Un système national de recherche scientifique unique au monde et celui de la vulgarisation, demeure statique et inefficace!

  • Un système national de recherche agronomique, unique au monde, caractérisé par un nombre important de programmes et de structures éparpillés (instituts, centres régionaux, stations régionales de recherche, laboratoires régionaux, sous directions régionales, services régionaux, etc.), dont l’impact sur le développement agricole est de plus en plus limité, et ce malgré les nombreux acquis disponibles, depuis des décennies. A noter également que parmi les originalités tunisiennes, certains centres régionaux de recherche sont rattachés aux instituts de recherche ; alors que d’autres sont complètement indépendants de leur institut d’origine (INRAT). De même, l’on se demande, si les thématiques abordées dans les programmes de recherche actuels répondent, bel et bien, aux attentes des agriculteurs ; alors que de nombreux défis existent et qu’il faut affronter aujourd’hui et demain : changements climatiques, énergie, compétitivité, rentabilité, qualité des produits, commerce, exportation aux marchés extérieurs, comportement consommateurs, etc.
  • Tous les agriculteurs que je rencontre dans différentes régions du pays, se posent la même question : avons-nous encore un système de vulgarisation ? Une telle attitude impose aux responsables d’aujourd’hui et de demain de repenser le secteur surtout qu’il dispose d’un passé glorieux lui permettant d’être mieux projeter pour l’avenir. 
  • Les nouveaux défis liés aux systèmes de productions imposent  une approche différente de l’innovation et nous sommes convaincus que de nouveaux outils doivent être introduits pour stimuler l’innovation par le biais de processus multi-acteurs et ouvrir la voie aux innovations ascendantes, à la capitalisation de différents types de connaissances et à leurs échanges interactifs axés sur les spécificités territoriales.
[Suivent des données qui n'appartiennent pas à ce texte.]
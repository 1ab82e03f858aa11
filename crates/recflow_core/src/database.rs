//! The stream-returning database facade.

use crate::adapters::{BatchResult, FetchStream, ModifyStream, SingleResult};
use crate::config::{OperationConfig, Priority};
use crate::error::FlowResult;
use crate::model::{Query, Record, RecordId, Resource};
use crate::query::PaginatedQuery;
use crate::queue::{InlineQueue, OperationQueue};
use crate::remote::{OperationFactory, RecordOperations};
use std::collections::HashMap;
use std::sync::Arc;

/// Remote database exposed as streams.
///
/// Every method returns a cold stream: nothing reaches the remote service
/// until the stream is subscribed, and every subscription issues its own
/// call. `F` builds the remote operations; `Q` runs them.
///
/// # Example
///
/// ```rust,ignore
/// use recflow_core::{Database, Publisher, Recorder};
///
/// let db = Database::new(cloud, InlineQueue::new());
/// let recorder = Recorder::new();
/// db.fetch_one::<Record>(id).subscribe(recorder.clone());
/// ```
pub struct Database<F, Q = InlineQueue> {
    factory: Arc<F>,
    queue: Arc<Q>,
}

impl<F, Q> Clone for Database<F, Q> {
    fn clone(&self) -> Self {
        Self {
            factory: Arc::clone(&self.factory),
            queue: Arc::clone(&self.queue),
        }
    }
}

impl<F, Q> Database<F, Q>
where
    F: Send + Sync + 'static,
    Q: OperationQueue,
{
    /// Creates a database over `factory`, running operations on `queue`.
    pub fn new(factory: F, queue: Q) -> Self {
        Self::from_shared(Arc::new(factory), Arc::new(queue))
    }

    /// Creates a database from shared parts.
    pub fn from_shared(factory: Arc<F>, queue: Arc<Q>) -> Self {
        Self { factory, queue }
    }

    /// Returns the operation factory.
    pub fn factory(&self) -> &Arc<F> {
        &self.factory
    }

    fn queue(&self) -> Arc<dyn OperationQueue> {
        Arc::clone(&self.queue) as Arc<dyn OperationQueue>
    }

    // ---------------------------------------------------------------------
    // Single results
    // ---------------------------------------------------------------------

    /// Saves one resource at background priority.
    ///
    /// Cancelling the stream silences it; the save itself keeps running.
    pub fn save_at_background_priority<R>(&self, resource: R) -> SingleResult<R>
    where
        R: Resource,
        F: OperationFactory<R>,
    {
        let factory = Arc::clone(&self.factory);
        SingleResult::new("save", Priority::Background, self.queue(), move |callback| {
            factory.save_one(resource.clone(), callback)
        })
    }

    /// Fetches one resource at background priority.
    pub fn fetch_at_background_priority<R>(&self, id: R::Id) -> SingleResult<R>
    where
        R: Resource,
        F: OperationFactory<R>,
    {
        let factory = Arc::clone(&self.factory);
        SingleResult::new("fetch", Priority::Background, self.queue(), move |callback| {
            factory.fetch_one(id.clone(), callback)
        })
    }

    /// Deletes one resource at background priority.
    pub fn delete_at_background_priority<R>(&self, id: R::Id) -> SingleResult<R::Id>
    where
        R: Resource,
        F: OperationFactory<R>,
    {
        let factory = Arc::clone(&self.factory);
        SingleResult::new("delete", Priority::Background, self.queue(), move |callback| {
            factory.delete_one(id.clone(), callback)
        })
    }

    /// Fetches one resource.
    pub fn fetch_one<R>(&self, id: R::Id) -> SingleResult<R>
    where
        R: Resource,
        F: OperationFactory<R>,
    {
        let factory = Arc::clone(&self.factory);
        SingleResult::new(
            "fetch one",
            Priority::UserInitiated,
            self.queue(),
            move |callback| factory.fetch_one(id.clone(), callback),
        )
    }

    // ---------------------------------------------------------------------
    // Batches
    // ---------------------------------------------------------------------

    /// Fetches every resource of type `R`.
    pub fn fetch_all<R>(&self) -> BatchResult<R::Id, Vec<R>>
    where
        R: Resource,
        F: OperationFactory<R>,
    {
        let factory = Arc::clone(&self.factory);
        BatchResult::new(
            "fetch all",
            Priority::UserInitiated,
            self.queue(),
            move |callback| factory.fetch_all(callback),
        )
    }

    /// Fetches resources by id. Missing ids are simply absent.
    pub fn fetch_many<R>(&self, ids: Vec<R::Id>) -> BatchResult<R::Id, HashMap<R::Id, R>>
    where
        R: Resource,
        F: OperationFactory<R>,
    {
        let factory = Arc::clone(&self.factory);
        BatchResult::new(
            "fetch many",
            Priority::UserInitiated,
            self.queue(),
            move |callback| factory.fetch_many(ids.clone(), callback),
        )
    }

    // ---------------------------------------------------------------------
    // Modifications
    // ---------------------------------------------------------------------

    /// Saves resources.
    pub fn save<R>(&self, resources: Vec<R>, config: &OperationConfig) -> ModifyStream<R>
    where
        R: Resource,
        F: OperationFactory<R>,
    {
        self.modify(resources, Vec::new(), config)
    }

    /// Deletes resources by id.
    pub fn delete<R>(&self, ids: Vec<R::Id>, config: &OperationConfig) -> ModifyStream<R>
    where
        R: Resource,
        F: OperationFactory<R>,
    {
        self.modify(Vec::new(), ids, config)
    }

    /// Saves and deletes resources in one batch.
    ///
    /// Saved resources stream as they complete; deleted ids follow once the
    /// whole batch has succeeded.
    pub fn modify<R>(
        &self,
        saves: Vec<R>,
        deletes: Vec<R::Id>,
        config: &OperationConfig,
    ) -> ModifyStream<R>
    where
        R: Resource,
        F: OperationFactory<R>,
    {
        let factory = Arc::clone(&self.factory);
        let remote_config = config.clone();
        ModifyStream::<R>::modify(config, self.queue(), move |callbacks| {
            factory.modify(saves.clone(), deletes.clone(), &remote_config, callbacks)
        })
    }
}

impl<F, Q> Database<F, Q>
where
    F: RecordOperations,
    Q: OperationQueue,
{
    /// Fetches records by id with per-record progress.
    pub fn fetch_records(&self, ids: Vec<RecordId>) -> FetchStream<Record> {
        let factory = Arc::clone(&self.factory);
        FetchStream::<Record>::fetch(&OperationConfig::new(), self.queue(), move |callbacks| {
            factory.fetch_records(ids.clone(), callbacks)
        })
    }

    /// Streams the records matching `query`, one page per unit of demand.
    pub fn query(&self, query: Query, config: OperationConfig) -> FlowResult<PaginatedQuery<F>> {
        PaginatedQuery::new(Arc::clone(&self.factory), query, config, self.queue())
    }
}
Une telle démarche impose un changement radical du rôle traditionnel de la vulgarisation et du système de formation et d’information qui doit coopérer avec tous les acteurs des systèmes d’innovation, du développement, de la diffusion et de la valorisation des technologies nouvelles.
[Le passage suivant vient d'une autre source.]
//! The delivery half shared by every stream.

use crate::serial::SerialContext;
use crate::stream::{Demand, Emission, Subscriber};
use parking_lot::Mutex;
use std::sync::atomic::{AtomicBool, Ordering};
use std::sync::Arc;
use tracing::{trace, warn};

/// Owns the subscriber of one stream instance and enforces terminal
/// exclusivity and silence after cancellation.
pub(crate) struct Downstream<K, T> {
    serial: SerialContext,
    subscriber: Mutex<Option<Box<dyn Subscriber<K, T>>>>,
    cancelled: AtomicBool,
    terminated: AtomicBool,
}

impl<K, T> Downstream<K, T>
where
    K: Send + 'static,
    T: Send + 'static,
{
    pub(crate) fn new(subscriber: impl Subscriber<K, T> + 'static) -> Arc<Self> {
        Arc::new(Self {
            serial: SerialContext::new(),
            subscriber: Mutex::new(Some(Box::new(subscriber))),
            cancelled: AtomicBool::new(false),
            terminated: AtomicBool::new(false),
        })
    }

    /// Runs `task` on this stream's serial context.
    pub(crate) fn execute(&self, task: impl FnOnce() + Send + 'static) {
        self.serial.execute(task);
    }

    /// Delivers one emission to the subscriber.
    ///
    /// Must run on the serial context. Returns the demand the subscriber
    /// signalled, or `None` when the emission was suppressed.
    pub(crate) fn deliver(&self, emission: Emission<K, T>) -> Option<Demand> {
        if self.cancelled.load(Ordering::SeqCst) {
            trace!("suppressing emission after cancellation");
            return None;
        }
        let terminal = emission.is_terminal();
        if terminal {
            if self.terminated.swap(true, Ordering::SeqCst) {
                warn!("dropping second terminal emission");
                return None;
            }
        } else if self.terminated.load(Ordering::SeqCst) {
            warn!("dropping emission after terminal emission");
            return None;
        }

        let mut slot = self.subscriber.lock();
        let subscriber = slot.as_mut()?;
        let demand = subscriber.receive(emission);
        if terminal {
            slot.take();
        }
        Some(demand)
    }

    /// Delivers `emission` from the serial context.
    #[cfg(test)]
    pub(crate) fn send(self: &Arc<Self>, emission: Emission<K, T>) {
        let this = Arc::clone(self);
        self.serial.execute(move || {
            this.deliver(emission);
        });
    }

    /// Marks the stream cancelled and releases the subscriber.
    ///
    /// Returns true only for the first call.
    pub(crate) fn cancel(self: &Arc<Self>) -> bool {
        if self.cancelled.swap(true, Ordering::SeqCst) {
            return false;
        }
        let this = Arc::clone(self);
        self.serial.execute(move || {
            this.subscriber.lock().take();
        });
        true
    }

    pub(crate) fn is_cancelled(&self) -> bool {
        self.cancelled.load(Ordering::SeqCst)
    }

    pub(crate) fn is_terminated(&self) -> bool {
        self.terminated.load(Ordering::SeqCst)
    }

    /// Returns true while emissions can still reach the subscriber.
    pub(crate) fn is_active(&self) -> bool {
        !self.is_cancelled() && !self.is_terminated()
    }
}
  • La vulgarisation doit être réorientée vers de nouvelles compétences techniques et une attitude d’échange de connaissances pour soutenir la capacité des agriculteurs à changer et à réduire l’écart entre la science et la pratique.  
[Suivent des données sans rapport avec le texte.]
//! Explore command: drives a batch save through every injected failure path.

use parking_lot::Mutex;
use recflow_core::{Emission, OperationConfig, Publisher, Recorder};
use recflow_testkit::{explore, notes, DecisionSpace, MockCloud, TestDatabase};
use std::sync::Arc;
use tracing::{debug, info};

/// One explored path and how the save ended.
#[derive(Debug, Clone, PartialEq, Eq)]
pub struct PathOutcome {
    /// Fault decisions taken, in order; `true` injected a failure.
    pub path: Vec<bool>,
    /// Records the mock holds afterwards.
    pub stored: usize,
    /// Terminal outcome of the stream.
    pub outcome: String,
}

/// Runs the explore command.
pub fn run(records: usize, atomic: bool) -> Result<(), Box<dyn std::error::Error>> {
    let outcomes = execute(records, atomic);
    info!(paths = outcomes.len(), "explored save of {records} records");

    for outcome in &outcomes {
        println!(
            "{:<width$}  stored={}  {}",
            render_path(&outcome.path),
            outcome.stored,
            outcome.outcome,
            width = records + 1,
        );
    }
    println!();
    println!("Paths: {}", outcomes.len());

    Ok(())
}

/// Saves `records` notes once per failure path and records each outcome.
pub fn execute(records: usize, atomic: bool) -> Vec<PathOutcome> {
    let space = Arc::new(Mutex::new(DecisionSpace::new()));
    let saves = notes(records);
    let config = OperationConfig::new().with_atomic(atomic);
    let mut outcomes = Vec::new();

    explore(&space, || {
        let test_db = TestDatabase::inline(MockCloud::with_faults(Arc::clone(&space)));
        let recorder = Recorder::new();
        let _subscription = test_db
            .save(saves.clone(), &config)
            .subscribe(recorder.clone());

        let item_errors = recorder.item_errors().len();
        let outcome = match recorder.emissions().last() {
            Some(Emission::BatchComplete) if item_errors > 0 => {
                format!("complete with {item_errors} item error(s)")
            }
            Some(Emission::BatchComplete) => "complete".to_string(),
            Some(Emission::BatchFailed(error)) => format!("failed: {error}"),
            _ => "no terminal emission".to_string(),
        };

        let path = space.lock().path().to_vec();
        debug!(?path, %outcome, "path explored");
        outcomes.push(PathOutcome {
            path,
            stored: test_db.cloud.record_count(),
            outcome,
        });
    });

    outcomes
}

fn render_path(path: &[bool]) -> String {
    path.iter().map(|&fail| if fail { 'X' } else { '.' }).collect()
}

#[cfg(test)]
mod tests {
    use super::*;

    #[test]
    fn two_records_have_eight_paths() {
        let outcomes = execute(2, false);
        assert_eq!(outcomes.len(), 8);
        assert_eq!(outcomes[0].path, vec![false, false, false]);
        assert_eq!(outcomes[0].outcome, "complete");
        assert_eq!(outcomes[0].stored, 2);
    }

    #[test]
    fn atomic_failures_store_nothing() {
        for outcome in execute(2, true) {
            if outcome.path.contains(&true) {
                assert!(outcome.outcome.starts_with("failed"), "{outcome:?}");
                assert_eq!(outcome.stored, 0);
            } else {
                assert_eq!(outcome.stored, 2);
            }
        }
    }

    #[test]
    fn renders_faults() {
        assert_eq!(render_path(&[false, true, false]), ".X.");
    }
}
Ainsi, et devant cette multitude de défis et de contraintes, l’on se demande sur l’avenir et le devenir de l’agriculture nationale qui doit être en mesure d’assurer, aujourd’hui et demain, notre souveraineté alimentaire. L’agriculture tunisienne a besoin d’une nouvelle vision pour une meilleure projection pour l’avenir sur la base d’une lecture objective du passé et présent. Ainsi, ne fallait-il pas ramener le passé au présent ? La Tunisie a besoin d’un programme national doublement vert et d’urgence (PNVU), mettant en évidence les spécificités des régions et une complémentarité entre elles. La conception et la réalisation d’un tel programme nécessitent la contribution de toutes les compétences, loin des querelles politiques ; du fait que le ministère de l’agriculture est un département de « souveraineté » et où les décisions politiques ne doivent être prises que sur la base de propositions scientifiques et techniques. L’importance du savoir et des innovations technologiques est, sans aucun doute, le moyen le plus efficace, pour la projection du secteur pour un avenir radieux. Ceci traduit, bel et bien, l’urgence pour repenser le système national de la formation professionnelle et technique, la vulgarisation, l’enseignement supérieur et la recherche scientifique agricoles, dans la mesure où il demeure, depuis 2011, dans une situation statique et non évolutive ; alors que l’agriculture mondiale est en perpétuelles mutations et demeure le pilier fondamental de l’économie.